[[ DATA EXTRACTS, beginning ]]
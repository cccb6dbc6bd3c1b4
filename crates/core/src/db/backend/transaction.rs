//! The per-transaction façade over all storage collaborators.
//!
//! Mutations and lock claims are queued here during prepare and flushed in
//! two phases: [`BackendTransaction::commit_storage`] (primary + composite
//! index stores, with lock validation) strictly before
//! [`BackendTransaction::commit_indexes`] (mixed backends).

use std::collections::BTreeMap;
use std::sync::Arc;

use quiver_codec::{encode_varint, BufWriter};

use crate::error::{IndexError, StorageError};

use super::super::relation::PropertyValue;
use super::super::schema::IndexMutationKind;
use super::super::{Entry, EntryList, StaticBuffer};
use super::{
    Backend, KcvMutation, KeyIterator, KeySliceQuery, LockClaim, MixedIndexBackend, MixedIndexOp,
    MixedMutationHint, ScanOrder, SliceQuery,
};

/// Mixed-index sub-transaction: operations against one external backend,
/// buffered until `commit_indexes`.
pub struct IndexTransaction {
    backend: Arc<dyn MixedIndexBackend>,
    ops: Vec<MixedIndexOp>,
}

impl IndexTransaction {
    fn new(backend: Arc<dyn MixedIndexBackend>) -> Self {
        Self {
            backend,
            ops: Vec::new(),
        }
    }

    pub fn name(&self) -> &str {
        self.backend.name()
    }

    /// Queue a field addition. `is_new` hints that the owning element's
    /// document does not exist yet (create vs. update).
    pub fn add(&mut self, store: &str, doc_id: String, field: String, value: PropertyValue, is_new: bool) {
        self.ops.push(MixedIndexOp {
            store: store.to_owned(),
            doc_id,
            field,
            value,
            kind: IndexMutationKind::Addition,
            hint: MixedMutationHint {
                is_new,
                is_removed: false,
            },
        });
    }

    /// Queue a field deletion. `is_removed` hints that the whole document
    /// goes away (drop vs. field removal).
    pub fn delete(&mut self, store: &str, doc_id: String, field: String, value: PropertyValue, is_removed: bool) {
        self.ops.push(MixedIndexOp {
            store: store.to_owned(),
            doc_id,
            field,
            value,
            kind: IndexMutationKind::Deletion,
            hint: MixedMutationHint {
                is_new: false,
                is_removed,
            },
        });
    }

    fn commit(&mut self) -> Result<(), IndexError> {
        let result = self.backend.apply(&self.ops);
        self.ops.clear();
        result
    }

    fn rollback(&mut self) {
        self.ops.clear();
    }
}

/// A single logical transaction against a [`Backend`].
pub struct BackendTransaction {
    backend: Arc<Backend>,
    edge_mutations: BTreeMap<StaticBuffer, KcvMutation>,
    index_mutations: BTreeMap<StaticBuffer, KcvMutation>,
    edge_locks: Vec<LockClaim>,
    index_locks: Vec<LockClaim>,
    /// Mixed sub-transactions by backend name; BTreeMap so commit order is
    /// deterministic.
    mixed: BTreeMap<String, IndexTransaction>,
    claims_held: bool,
}

impl BackendTransaction {
    pub(super) fn new(backend: Arc<Backend>) -> Self {
        Self {
            backend,
            edge_mutations: BTreeMap::new(),
            index_mutations: BTreeMap::new(),
            edge_locks: Vec::new(),
            index_locks: Vec::new(),
            mixed: BTreeMap::new(),
            claims_held: false,
        }
    }

    pub fn backend(&self) -> &Arc<Backend> {
        &self.backend
    }

    // --- reads ------------------------------------------------------------

    pub fn edge_store_query(&self, query: &KeySliceQuery) -> Result<EntryList, StorageError> {
        self.backend.edge_store().slice(query)
    }

    pub fn edge_store_multi_query(
        &self,
        keys: &[StaticBuffer],
        slice: &SliceQuery,
    ) -> Result<Vec<(StaticBuffer, EntryList)>, StorageError> {
        self.backend.edge_store().multi_slice(keys, slice)
    }

    pub fn edge_store_keys(&self, filter: &SliceQuery, order: ScanOrder) -> Result<KeyIterator, StorageError> {
        self.backend.edge_store().scan_keys(filter, order)
    }

    // --- queued writes ----------------------------------------------------

    /// Queue primary-store mutations under one vertex key. Preserves
    /// insertion order per key.
    pub fn mutate_edges(&mut self, key: StaticBuffer, additions: Vec<Entry>, deletions: Vec<StaticBuffer>) {
        if additions.is_empty() && deletions.is_empty() {
            return;
        }
        self.edge_mutations.entry(key).or_default().merge(additions, deletions);
    }

    /// Queue composite-index mutations under one bucket key.
    pub fn mutate_index(&mut self, key: StaticBuffer, additions: Vec<Entry>, deletions: Vec<StaticBuffer>) {
        if additions.is_empty() && deletions.is_empty() {
            return;
        }
        self.index_mutations.entry(key).or_default().merge(additions, deletions);
    }

    /// Claim an optimistic lock in the edge store. With `expected`, the
    /// claim also asserts the entry's current value; without, it only
    /// reserves the column.
    pub fn acquire_edge_lock(&mut self, key: StaticBuffer, column: StaticBuffer, expected: Option<StaticBuffer>) {
        self.edge_locks.push(LockClaim { key, column, expected });
    }

    /// Claim an optimistic lock in the composite-index store.
    pub fn acquire_index_lock(&mut self, key: StaticBuffer, column: StaticBuffer, expected: Option<StaticBuffer>) {
        self.index_locks.push(LockClaim { key, column, expected });
    }

    /// The sub-transaction for the named mixed-index backend, created on
    /// first use.
    pub fn index_transaction(&mut self, backend_name: &str) -> Result<&mut IndexTransaction, IndexError> {
        if !self.mixed.contains_key(backend_name) {
            let backend = self.backend.mixed_backend(backend_name)?.clone();
            self.mixed
                .insert(backend_name.to_owned(), IndexTransaction::new(backend));
        }
        Ok(self
            .mixed
            .get_mut(backend_name)
            .expect("sub-transaction inserted above"))
    }

    /// Whether any primary (edge-store) mutation is queued.
    pub fn has_edge_mutations(&self) -> bool {
        !self.edge_mutations.is_empty()
    }

    pub fn has_any_mutations(&self) -> bool {
        !self.edge_mutations.is_empty() || !self.index_mutations.is_empty() || self.mixed.values().any(|tx| !tx.ops.is_empty())
    }

    // --- flush ------------------------------------------------------------

    /// Validate all lock claims and apply the queued KCV mutations: edge
    /// store first, then the composite-index store. Lock contention and
    /// expectation failures surface here, at commit time.
    pub fn commit_storage(&mut self) -> Result<(), StorageError> {
        let edge_store = self.backend.edge_store().clone();
        let index_store = self.backend.index_store().clone();

        edge_store.check_and_claim_locks(&self.edge_locks)?;
        if let Err(e) = index_store.check_and_claim_locks(&self.index_locks) {
            edge_store.release_locks(&self.edge_locks);
            return Err(e);
        }
        self.claims_held = true;

        let result = if self.edge_mutations.is_empty() {
            Ok(())
        } else {
            edge_store.apply(&self.edge_mutations)
        }
        .and_then(|()| {
            if self.index_mutations.is_empty() {
                Ok(())
            } else {
                index_store.apply(&self.index_mutations)
            }
        });

        edge_store.release_locks(&self.edge_locks);
        index_store.release_locks(&self.index_locks);
        self.claims_held = false;

        result?;
        self.edge_mutations.clear();
        self.index_mutations.clear();
        self.edge_locks.clear();
        self.index_locks.clear();
        Ok(())
    }

    /// Commit every mixed-index sub-transaction, collecting per-backend
    /// failures. Never rolls back primary storage.
    pub fn commit_indexes(&mut self) -> Vec<(String, IndexError)> {
        let mut failures = Vec::new();
        for (name, tx) in self.mixed.iter_mut() {
            if let Err(e) = tx.commit() {
                failures.push((name.clone(), e));
            }
        }
        self.mixed.clear();
        failures
    }

    /// Full commit: storage, then indexes, raising on the first index
    /// failure. Used for sub-transactions whose callers treat any failure
    /// as fatal (the schema flush).
    pub fn commit(&mut self) -> Result<(), StorageError> {
        self.commit_storage()?;
        let failures = self.commit_indexes();
        if let Some((index, failure)) = failures.into_iter().next() {
            return Err(StorageError::Backend {
                store: index,
                source: anyhow::Error::new(failure),
            });
        }
        Ok(())
    }

    /// Discard everything queued and release any held claims.
    pub fn rollback(&mut self) -> Result<(), StorageError> {
        if self.claims_held {
            self.backend.edge_store().release_locks(&self.edge_locks);
            self.backend.index_store().release_locks(&self.index_locks);
            self.claims_held = false;
        }
        self.edge_mutations.clear();
        self.index_mutations.clear();
        self.edge_locks.clear();
        self.index_locks.clear();
        for tx in self.mixed.values_mut() {
            tx.rollback();
        }
        self.mixed.clear();
        Ok(())
    }

    // --- logging ----------------------------------------------------------

    /// Serialize the queued KCV mutations into `out` in a deterministic
    /// form; this is the opaque payload of a transaction-log record.
    ///
    /// ```text
    /// for each of [edge section, index section]:
    ///   <key_count(varint)>
    ///   per key: <key> <addition_count> [<column><value><ttl?>...]
    ///                  <deletion_count> [<column>...]   (all length-prefixed)
    /// ```
    pub fn log_mutations(&self, out: &mut impl BufWriter) {
        for section in [&self.edge_mutations, &self.index_mutations] {
            encode_varint(section.len() as u64, out);
            for (key, mutation) in section {
                put_buf(out, key);
                encode_varint(mutation.additions.len() as u64, out);
                for entry in &mutation.additions {
                    put_buf(out, &entry.column);
                    put_buf(out, &entry.value);
                    match entry.ttl_seconds {
                        None => out.put_u8(0),
                        Some(ttl) => {
                            out.put_u8(1);
                            out.put_u32(ttl);
                        }
                    }
                }
                encode_varint(mutation.deletions.len() as u64, out);
                for column in &mutation.deletions {
                    put_buf(out, column);
                }
            }
        }
    }
}

fn put_buf(out: &mut impl BufWriter, buf: &[u8]) {
    encode_varint(buf.len() as u64, out);
    out.put_slice(buf);
}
[[ DATA EXTRACTS, end ]]
** HOW TO COMPLETE THIS TASK **
Copy out each line of the data that has the word "here" in it.

** RESULT OF THE EXERCISE **
//! Mutations and lock claims are queued here during prepare and flushed in
    /// expectation failures surface here, at commit time.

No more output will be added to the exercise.